High-throughput screening (HTS) is a rapid but broad measure of compound activity, frequently used at the start of projects. The assays are typically run at a single concentration for a single measure of percent inhibition, and they often result in false negatives.
Virtual screening (VS) can be used as soon as there is data available about an active compound, either from wet screening or from the literature. VS is computationally expensive, but a recent port of VS software to use GPU hardware means that this method is now accessible to most research facilities.
Enriching your set of candidate compounds
VS is a simple process that can be implemented as part of a standard assay cascade. For example, a company may choose to progress 1000 compounds from a wet screen and add in an additional 100 compounds identified by the virtual screen. The additional compounds may identify classes of actives that were not identified by the original HTS run, enriching the list of possibilities available for progression into hit-to-lead.
Cost-effective screening
When active compounds are already known from the literature, VS can even replace HTS. Running a VS on a large, initial data set is orders of magnitude cheaper than running a HTS on the same compounds.
The VS can be used to dramatically reduce the number of compounds that need to be screened, resulting in large cost savings. Done well, VS results in a similar dataset to HTS at a fraction of the cost.
Ligand- or protein-based virtual screening
There are two main approaches to VS: ligand-based VS and protein-structure based VS. The difference is whether the protein or the ligand is taken as the template against which compounds are screened.
Each approach has strengths, and the results from either method can be comparable and often highly complementary. However, the great advantage of ligand-based VS is that it can be used when there is no information available about the protein structure. This is likely to be the case at the start of projects when HTS is being considered.

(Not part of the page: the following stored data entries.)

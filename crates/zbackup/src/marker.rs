//! Point-in-time markers (snapshots), durable references (bookmarks) and
//! the remote history view used for reconciliation.

use std::fmt;
use std::str::FromStr;

use serde::{Deserialize, Serialize};

use crate::error::BackupError;

/// Stable identity of a marker. Assigned once at creation, never reused.
#[derive(Debug, Clone, Copy, PartialEq, Eq, PartialOrd, Ord, Hash, Serialize, Deserialize)]
pub struct Guid(pub u64);

impl fmt::Display for Guid {
    fn fmt(&self, f: &mut fmt::Formatter<'_>) -> fmt::Result {
        write!(f, "{}", self.0)
    }
}

impl FromStr for Guid {
    type Err = BackupError;

    fn from_str(s: &str) -> Result<Self, Self::Err> {
        s.trim()
            .parse::<u64>()
            .map(Guid)
            .map_err(|e| BackupError::Parse {
                msg: format!("invalid guid {:?}: {}", s, e),
            })
    }
}

/// An immutable point-in-time view of a dataset, `dataset@label`.
#[derive(Debug, Clone, PartialEq, Eq, Serialize, Deserialize)]
pub struct Marker {
    /// Dataset the marker belongs to.
    pub dataset: String,
    /// Free-form label, normally a timestamp.
    pub label: String,
    /// Stable identity.
    pub guid: Guid,
    /// Creation order (transaction group), total and consistent with time.
    pub creation: u64,
}

impl Marker {
    /// Full `dataset@label` name.
    pub fn name(&self) -> String {
        marker_name(&self.dataset, &self.label)
    }
}

/// A space-free reference to a marker's guid, `dataset#label`.
#[derive(Debug, Clone, PartialEq, Eq, Serialize, Deserialize)]
pub struct DurableReference {
    /// Dataset the reference belongs to.
    pub dataset: String,
    /// Label, equal to the label of the marker it was created from.
    pub label: String,
    /// Guid of the marker it was created from.
    pub guid: Guid,
    /// Creation order inherited from the marker.
    pub creation: u64,
}

impl DurableReference {
    /// Full `dataset#label` name.
    pub fn name(&self) -> String {
        reference_name(&self.dataset, &self.label)
    }
}

/// `dataset@label`
pub fn marker_name(dataset: &str, label: &str) -> String {
    format!("{}@{}", dataset, label)
}

/// `dataset#label`
pub fn reference_name(dataset: &str, label: &str) -> String {
    format!("{}#{}", dataset, label)
}

/// Splits `dataset@label` or `dataset#label` at the given separator.
pub fn split_name(name: &str, sep: char) -> Result<(&str, &str), BackupError> {
    match name.split_once(sep) {
        Some((dataset, label)) if !dataset.is_empty() && !label.is_empty() => {
            Ok((dataset, label))
        }
        _ => Err(BackupError::Parse {
            msg: format!("expected dataset{}label, got {:?}", sep, name),
        }),
    }
}

/// Checks that a dataset path is usable as a replication endpoint.
pub fn validate_dataset(dataset: &str) -> Result<(), BackupError> {
    let bad = dataset.is_empty()
        || dataset.starts_with('/')
        || dataset.ends_with('/')
        || dataset.contains("//")
        || dataset.contains(['@', '#', ' ', '\t', '\n']);
    if bad {
        return Err(BackupError::Config {
            msg: format!("invalid dataset name {:?}", dataset),
        });
    }
    Ok(())
}

/// Parent of a dataset path, if it is not a pool root.
pub fn parent_dataset(dataset: &str) -> Option<&str> {
    dataset.rsplit_once('/').map(|(parent, _)| parent)
}

/// Where a plan is executed: `{ user, host, dataset }`.
#[derive(Debug, Clone, PartialEq, Eq, Serialize, Deserialize)]
pub struct Target {
    /// Login user on the remote host.
    pub user: String,
    /// Remote host name.
    pub host: String,
    /// Dataset path on the remote host.
    pub dataset: String,
}

impl Target {
    /// `user@host`, as used by ssh and rsync.
    pub fn destination(&self) -> String {
        format!("{}@{}", self.user, self.host)
    }
}

impl fmt::Display for Target {
    fn fmt(&self, f: &mut fmt::Formatter<'_>) -> fmt::Result {
        write!(f, "{}@{}:{}", self.user, self.host, self.dataset)
    }
}

/// One remote marker as seen by the planner.
#[derive(Debug, Clone, PartialEq, Eq)]
pub struct RemoteEntry {
    /// Remote marker label.
    pub label: String,
    /// Remote marker guid.
    pub guid: Guid,
}

/// Markers present on a remote dataset, newest first.
#[derive(Debug, Clone, Default, PartialEq, Eq)]
pub struct RemoteHistory {
    entries: Vec<RemoteEntry>,
}

impl RemoteHistory {
    /// Build from entries already ordered newest to oldest.
    pub fn new(entries: Vec<RemoteEntry>) -> Self {
        Self { entries }
    }

    /// Build from a marker listing in any order; sorted newest first by creation.
    pub fn from_markers(mut markers: Vec<Marker>) -> Self {
        // Stable sort keeps listing order among equal creation values.
        markers.sort_by(|a, b| b.creation.cmp(&a.creation));
        let entries = markers
            .into_iter()
            .map(|m| RemoteEntry {
                label: m.label,
                guid: m.guid,
            })
            .collect();
        Self { entries }
    }

    /// Entries newest to oldest.
    pub fn entries(&self) -> &[RemoteEntry] {
        &self.entries
    }

    /// Whether the remote has no markers.
    pub fn is_empty(&self) -> bool {
        self.entries.is_empty()
    }

    /// Number of remote markers.
    pub fn len(&self) -> usize {
        self.entries.len()
    }
}

#[cfg(test)]
mod tests {
    use super::*;

    fn marker(label: &str, guid: u64, creation: u64) -> Marker {
        Marker {
            dataset: "tank/data".into(),
            label: label.into(),
            guid: Guid(guid),
            creation,
        }
    }

    #[test]
    fn test_names() {
        let m = marker("a", 1, 1);
        assert_eq!(m.name(), "tank/data@a");
        assert_eq!(reference_name("tank/data", "a"), "tank/data#a");
    }

    #[test]
    fn test_guid_parse() {
        assert_eq!("18446744073709551615".parse::<Guid>().unwrap(), Guid(u64::MAX));
        assert!("abc".parse::<Guid>().is_err());
        assert!("".parse::<Guid>().is_err());
    }

    #[test]
    fn test_split_name() {
        assert_eq!(split_name("pool/ds@snap", '@').unwrap(), ("pool/ds", "snap"));
        assert_eq!(split_name("pool/ds#bm", '#').unwrap(), ("pool/ds", "bm"));
        assert!(split_name("pool/ds", '@').is_err());
        assert!(split_name("@snap", '@').is_err());
    }

    #[test]
    fn test_validate_dataset() {
        assert!(validate_dataset("tank").is_ok());
        assert!(validate_dataset("tank/a/b").is_ok());
        assert!(validate_dataset("").is_err());
        assert!(validate_dataset("tank/").is_err());
        assert!(validate_dataset("tank@x").is_err());
        assert!(validate_dataset("tank#x").is_err());
        assert!(validate_dataset("/tank").is_err());
    }

    #[test]
    fn test_parent_dataset() {
        assert_eq!(parent_dataset("tank/a/b"), Some("tank/a"));
        assert_eq!(parent_dataset("tank"), None);
    }

    #[test]
    fn test_remote_history_newest_first() {
        let history = RemoteHistory::from_markers(vec![
            marker("s1", 10, 100),
            marker("s3", 30, 300),
            marker("s2", 20, 200),
        ]);
        let labels: Vec<_> = history.entries().iter().map(|e| e.label.as_str()).collect();
        assert_eq!(labels, vec!["s3", "s2", "s1"]);
        assert_eq!(history.len(), 3);
        assert!(!history.is_empty());
    }

    #[test]
    fn test_target_display() {
        let t = Target {
            user: "root".into(),
            host: "backup".into(),
            dataset: "backup/data".into(),
        };
        assert_eq!(t.destination(), "root@backup");
        assert_eq!(t.to_string(), "root@backup:backup/data");
    }
}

Ligand-based VS uses a template molecule that is known to bind to the target, or a pharmacophore derived from this template. It compares this to each molecule in the database in order to find molecules that are in some way similar to the known actives. The principle that similar molecules share similar activity results in a final data set that contains all the compounds likely to be active at the target of interest.
Virtual screening for 3D similarity
Some VS methods focus mainly on the 2D structure of compounds. However, since ligand interactions are based on the shape and electrostatic character of molecules, compounds that share biological activity are likely to have similarities that go well beyond their chemical structure. 3D VS is therefore far more likely to identify novel active molecules than 2D VS but at the cost of increased computational effort.
The case study “Virtual Screening for Diverse New Leads for 11β-HSD-1” gives an example of how 3D VS can be used to identify diverse new active chemotypes. 1
GPUs make routine 3D virtual screening viable
3D VS involves a very large amount of data and until recently has required a significant hardware investment (around $100,000) to get results in a useful timescale.
Graphical processing units (GPUs), developed in the gaming industry, use massively parallel architecture to speed up computationally intense applications. The VS software Blaze was recently ported to GPUs using OpenCL. Tests show that using BlazeGPU achieves a 40x speed-up while losing nothing in scientific accuracy.2
This speed up can translate to faster calculations, larger data sets or lower hardware costs. Four commodity graphics cards can produce the same results as a 150-node CPU cluster, making it possible to run a large scale VS on hardware costing as little as $10,000. Organisations can now afford to run VS alongside every HTS as a standard method of minimizing false negatives and identifying the best possible set of candidate compounds for progression to secondary screening.
References
- Slater M, Cheeseright T, Vinter A. Virtual Screening for Diverse New Leads for 11β-HSD-1. http://www.cresset-group.com/wp-content/uploads/2013/11/Virtual-screening-resulting-in-diverse-new-leads.pdf Accessed December 20, 2013.
- Krige S, Mackey M, McIntosh-Smith S, Sessions R. Porting a commercial application to OpenCL: a case study. Presented at: The 1st International Workshop on OpenCL (IWOCL); May 2013; Atlanta, Georgia.